Answer: The expression for first order kinetics is given below.

Explanation:

Equation for the first order kinetics is given as:

$A\rightarrow \text{Products}$

Let us start with 'a' moles per liter of the reactant A. After time 't', suppose 'x' moles per liter of it have decomposed. Thus, the concentration of A after time 't' will be (a - x) moles per liter.

Now, according to Law of mass Action,

Rate of the reaction is directly proportional to the concentration of reactant after time 't'

$\text{Rate of reaction}\propto (a-x)$

Or,

$\frac{dx}{dt}\propto (a-x)$

Removing the proportionality sign, we get:

$\frac{dx}{dt}=k(a-x)$       .....(1)

where k = rate constant for first order

The expression for 'k' can be derived as from equation 1:

$\frac{dx}{(a-x)}=k.dt$       .....(2)

Integrating equation 2, we get:

$\int \frac{dx}{(a-x)}=\int k.dt$

$-ln(a-x)=kt+I$       .....(3)

I = constant of integration

At the start, when t = 0, x = 0 (as no substance has decomposed at the start of the reaction)

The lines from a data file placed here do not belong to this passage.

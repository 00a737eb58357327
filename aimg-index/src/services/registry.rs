//! Identity registry
//!
//! Bidirectional map between canonical paths and image identifiers. Both
//! directions are updated together, so the two maps always hold the same
//! number of entries and are mutual inverses.
//!
//! Registration is one-shot per path: registering a path that already has
//! an identifier fails with [`RegistryError::AlreadyRegistered`], and
//! callers wanting the existing binding use [`IdentityRegistry::lookup`].

use std::collections::HashMap;
use std::fmt;
use thiserror::Error;
use tracing::{debug, warn};

use crate::models::ImageId;
use aimg_common::uuid_utils;

/// Registry errors
#[derive(Debug, Error, PartialEq, Eq)]
pub enum RegistryError {
    /// Path already has an identifier
    #[error("'{path}' is already registered as {id}")]
    AlreadyRegistered { path: String, id: ImageId },

    /// Generated identifier is already bound to another path
    #[error("Identifier {id} generated for '{path}' is already in use by '{existing_path}'")]
    Collision {
        path: String,
        id: ImageId,
        existing_path: String,
    },
}

/// Source of new identifiers
pub trait IdSource {
    /// Produce an identifier for a canonical path
    fn next_id(&mut self, canonical_path: &str) -> ImageId;
}

/// UUIDv5 over the canonical path
///
/// The same path always yields the same identifier, across runs.
#[derive(Debug, Default, Clone, Copy)]
pub struct PathDerivedIds;

impl IdSource for PathDerivedIds {
    fn next_id(&mut self, canonical_path: &str) -> ImageId {
        ImageId::new(uuid_utils::from_path(canonical_path))
    }
}

/// Random UUIDv4 per registration
#[derive(Debug, Default, Clone, Copy)]
pub struct RandomIds;

impl IdSource for RandomIds {
    fn next_id(&mut self, _canonical_path: &str) -> ImageId {
        ImageId::new(uuid_utils::generate())
    }
}

/// Canonical path <-> identifier registry
pub struct IdentityRegistry {
    path_to_id: HashMap<String, ImageId>,
    id_to_path: HashMap<ImageId, String>,
    source: Box<dyn IdSource>,
}

impl IdentityRegistry {
    /// Create a registry using path-derived identifiers
    pub fn new() -> Self {
        Self::with_source(Box::new(PathDerivedIds))
    }

    pub fn with_source(source: Box<dyn IdSource>) -> Self {
        Self {
            path_to_id: HashMap::new(),
            id_to_path: HashMap::new(),
            source,
        }
    }

    /// Bind a new identifier to `path`
    ///
    /// On error no state changes.
    pub fn register(&mut self, path: &str) -> Result<ImageId, RegistryError> {
        if let Some(&id) = self.path_to_id.get(path) {
            return Err(RegistryError::AlreadyRegistered {
                path: path.to_string(),
                id,
            });
        }

        let id = self.source.next_id(path);

        if let Some(existing_path) = self.id_to_path.get(&id) {
            warn!(
                path = %path,
                id = %id,
                existing = %existing_path,
                "Identifier collision, file ignored"
            );
            return Err(RegistryError::Collision {
                path: path.to_string(),
                id,
                existing_path: existing_path.clone(),
            });
        }

        self.path_to_id.insert(path.to_string(), id);
        self.id_to_path.insert(id, path.to_string());
        debug!(path = %path, id = %id, "Registered image");

        Ok(id)
    }

    pub fn lookup(&self, path: &str) -> Option<ImageId> {
        self.path_to_id.get(path).copied()
    }

    /// Reverse lookup: the canonical path bound to `id`
    pub fn path_of(&self, id: ImageId) -> Option<&str> {
        self.id_to_path.get(&id).map(String::as_str)
    }

    /// Remove both directions of the binding
    ///
    /// Unknown identifiers are a no-op. Returns the path that was bound.
    pub fn unregister(&mut self, id: ImageId) -> Option<String> {
        let path = self.id_to_path.remove(&id)?;
        self.path_to_id.remove(&path);
        debug!(path = %path, id = %id, "Unregistered image");
        Some(path)
    }

    pub fn contains(&self, id: ImageId) -> bool {
        self.id_to_path.contains_key(&id)
    }

    /// Number of active identifiers
    pub fn len(&self) -> usize {
        self.id_to_path.len()
    }

    pub fn is_empty(&self) -> bool {
        self.id_to_path.is_empty()
    }

    /// All (path, identifier) bindings, in no particular order
    pub fn iter(&self) -> impl Iterator<Item = (&str, ImageId)> {
        self.path_to_id.iter().map(|(p, id)| (p.as_str(), *id))
    }
}

impl Default for IdentityRegistry {
    fn default() -> Self {
        Self::new()
    }
}

impl fmt::Display for IdentityRegistry {
    fn fmt(&self, f: &mut fmt::Formatter<'_>) -> fmt::Result {
        write!(f, "IdentityRegistry ({} active identifiers)", self.len())
    }
}

impl fmt::Debug for IdentityRegistry {
    fn fmt(&self, f: &mut fmt::Formatter<'_>) -> fmt::Result {
        f.debug_struct("IdentityRegistry")
            .field("len", &self.len())
            .finish()
    }
}
//! # AIMG Common Library
//!
//! Shared code for the AIMG image collection tools including:
//! - Error and result types
//! - Configuration loading and root folder resolution
//! - Image identifier generation and parsing
//! - Display mode definitions
//! - Timestamp helpers

pub mod config;
pub mod display;
pub mod error;
pub mod time;
pub mod uuid_utils;

pub use display::DisplayMode;
pub use error::{Error, Result};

Putting the values in equation 3, we get:

$-ln(a-0)=k\times 0+I$

$-ln(a)=I$       ....(4)

Substituting the value of 'I' in equation 3, we get:

$-ln(a-x)=kt+(-ln(a))\\\\kt=ln(\frac{a}{a-x})$    ......(5)

$k=\frac{1}{t}ln(\frac{a}{a-x})\\\\k=\frac{2.303}{t}\log \frac{a}{a-x}$   .....(6)

If the initial concentration is $[A]_o$ and the concentration after time 't' is [A], then putting $a=[A]_o$ and $(a-x)=[A]$, equation 6 becomes:

$k=\frac{2.303}{t}\log \frac{[A]_o}{A}$

Hence, the expression for first order kinetics is given above.